The dimensions, meanwhile are a nod to one of two pieces that ended up classified as Non-Works: a 1990 collaboration with Donald Moffett called, “Untitled” (I Spoke With Your God). The stack of printed text by Moffett on red paper (“I SPOKE WITH YOUR GOD/ HE COMMANDED ME TO CUT OUT YOUR MOUTH”) appeared just once, in a two-person show at the University of British Columbia Arts Center in Vancouver. [The print size, 29×23 inches, is one Gonzalez-Torres used in other stacks, too, including “Untitled” (Veterans Day Sale), 1989, the image of which was used above for a rendering of the piece. I did not print 20 inches worth of giant bootleg posters today.]
The stack by Felix Gonzalez-Torres and Donald Moffett formerly known as “Untitled” (I Spoke To Your God) [sic], 1990, image: Scott Watson via Felix Gonzalez-Torres Foundation
As it turns out, this Non-Work does have a Foundation webpage, complete with installation shots. It does not appear to be linked from anywhere, and the URL now ends in “-hidden.” I am in awe all over again.
[2025 update: In subsequent correspondence with the Foundation that is mentioned in the previous post, this absence of the non-works and additional material information was temporary, part of a reconfiguration and expansion of the Foundation’s presentation of works (et al). There is indeed an entry for this work/non-work, and the untitled title is now a designation, “Untitled” (I spoke with your God). Like the distinction between work and non-work, I feels important to note that the nuance of title vs. designation reflects subsequent reconsideration and refinement. From what I can tell of the historical record, in 1990 Felix’s works were shown with “Untitled parenthesis- something- parenthesis” [quotes mine] titles, and this stack was shown as a “collaborative poster” or a creation of Gonzalez-Torres. I feel this is not the last thing I’ll post about this work or show.]

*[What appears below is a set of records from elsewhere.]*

//! File-backed module loading.
//!
//! `import Name` resolves `Name.stsn` against, in order: the evaluator's
//! base directory, the configured search paths, the current directory, and
//! a fixed list of stdlib locations. The first existing file wins. A
//! loaded module is cached under the name it was imported as, so its
//! top-level code runs at most once per evaluator.

use std::fs;
use std::mem;
use std::path::{Path, PathBuf};

use crate::error::{Error, Result, SourceLocation};
use crate::lexer;
use crate::parser;

use super::env::{Env, Environment};
use super::Evaluator;

const DEFAULT_STDLIB_DIRS: &[&str] = &[
    "stdlib",
    "../stdlib",
    "/usr/local/share/setsuna/stdlib",
    "/usr/share/setsuna/stdlib",
];

impl Evaluator {
    /// Returns the environment holding the module's top-level bindings,
    /// loading and evaluating the module file on first use.
    pub(crate) fn load_module(&mut self, name: &str, location: &SourceLocation) -> Result<Env> {
        if let Some(cached) = self.module_cache.get(name) {
            return Ok(cached.clone());
        }

        // A name already being loaded means the import chain came back
        // around to it.
        if self.loading_modules.contains(name) {
            return Err(Error::runtime_at(
                format!("cyclic import detected: {name}"),
                location.clone(),
            ));
        }

        let path = self.resolve_module_path(name).ok_or_else(|| {
            Error::runtime_at(format!("cannot find module: {name}"), location.clone())
        })?;

        self.loading_modules.insert(name.to_string());
        let result = self.eval_module_file(&path);
        self.loading_modules.remove(name);

        let module_env = result?;
        self.module_cache.insert(name.to_string(), module_env.clone());
        Ok(module_env)
    }

    fn resolve_module_path(&self, name: &str) -> Option<PathBuf> {
        let filename = format!("{name}.stsn");

        if !self.base_dir.as_os_str().is_empty() {
            let candidate = self.base_dir.join(&filename);
            if candidate.exists() {
                return Some(candidate);
            }
        }

        for search_path in &self.search_paths {
            let candidate = search_path.join(&filename);
            if candidate.exists() {
                return Some(candidate);
            }
        }

        let candidate = PathBuf::from(&filename);
        if candidate.exists() {
            return Some(candidate);
        }

        for dir in DEFAULT_STDLIB_DIRS {
            let candidate = Path::new(dir).join(&filename);
            if candidate.exists() {
                return Some(candidate);
            }
        }

        None
    }

    /// Reads, parses, and evaluates a module file in a fresh child of the
    /// root environment, with the base directory temporarily rebased to
    /// the file's directory. The previous base directory is restored on
    /// every exit path.
    fn eval_module_file(&mut self, path: &Path) -> Result<Env> {
        let source = fs::read_to_string(path).map_err(|e| {
            Error::runtime(format!("cannot read module file: {}: {e}", path.display()))
        })?;

        let filename = path.display().to_string();
        let tokens = lexer::tokenize(&source, &filename)?;
        let program = parser::parse(tokens)?;

        let module_env = Environment::extend(&self.globals);

        let module_dir = path.parent().map(Path::to_path_buf).unwrap_or_default();
        let saved_base_dir = mem::replace(&mut self.base_dir, module_dir);

        let mut outcome = Ok(());
        for decl in &program.declarations {
            if let Err(e) = self.eval_decl(decl, &module_env) {
                outcome = Err(e);
                break;
            }
        }

        self.base_dir = saved_base_dir;
        outcome?;

        Ok(module_env)
    }
}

[THERE’S AN UPDATE: READ ON, THINGS ARE BETTER THAN I WOUND MYSELF UP TO THINKING.]
The earliest work by Felix Gonzalez-Torres in the Metropolitan Museum’s collection is also the smallest. It is untitled, an instant black & white photo of the sea through a Cuban fence. It’s about 2.75 inches square. It is signed and dated 1985, and has a fragment of a magazine collaged on the back that reads, “THE BO–/ ANYMORE.” By the time it was acquired at the end of 1996, the year of the artist’s death, the Met had already acquired two similar sets of photos by Gonzalez-Torres: photogravures of sand, and cloudscapes. Similar, but different: this one is not an artwork. “Although made, signed, and dated by the photographer,” the catalogue entry reads, “Gonzalez-Torres thought of works such as this [photo] as lying outside his core oeuvre.”
Published in 1997, just in time to record the Met’s acquisition, the Felix Gonzalez-Torres Catalogue Raisonée has three categories: Works, Additional Material, and Registered Non-Works. The photo above is in the second category. When the CR was released, Gonzalez-Torres was the most important artist in the world to me, and I wanted more of his works, not fewer. I was upset for these somehow downgraded works, and for the sleights they faced in the discourse, the gallery, the market. I couldn’t accept that the same artist who’d shown me that the most remarkable things could be art–a pile of candy, a stack of paper, a jigsaw puzzle, a pair of clocks–also said they couldn’t be.
My incredulity over Felix’s work fueled a years-long contest with the declarative process, what artists called objects, what they kept, what they destroyed. It helped me keep an eye out for these marginalized–and invisible, since there weren’t even any pictures–works. But even as I developed more nuanced appreciations of [other] artists’ agency, these non-art designations still gnawed at me. Until the other night, when I started writing this. It’s been almost 25 years: what’s going on?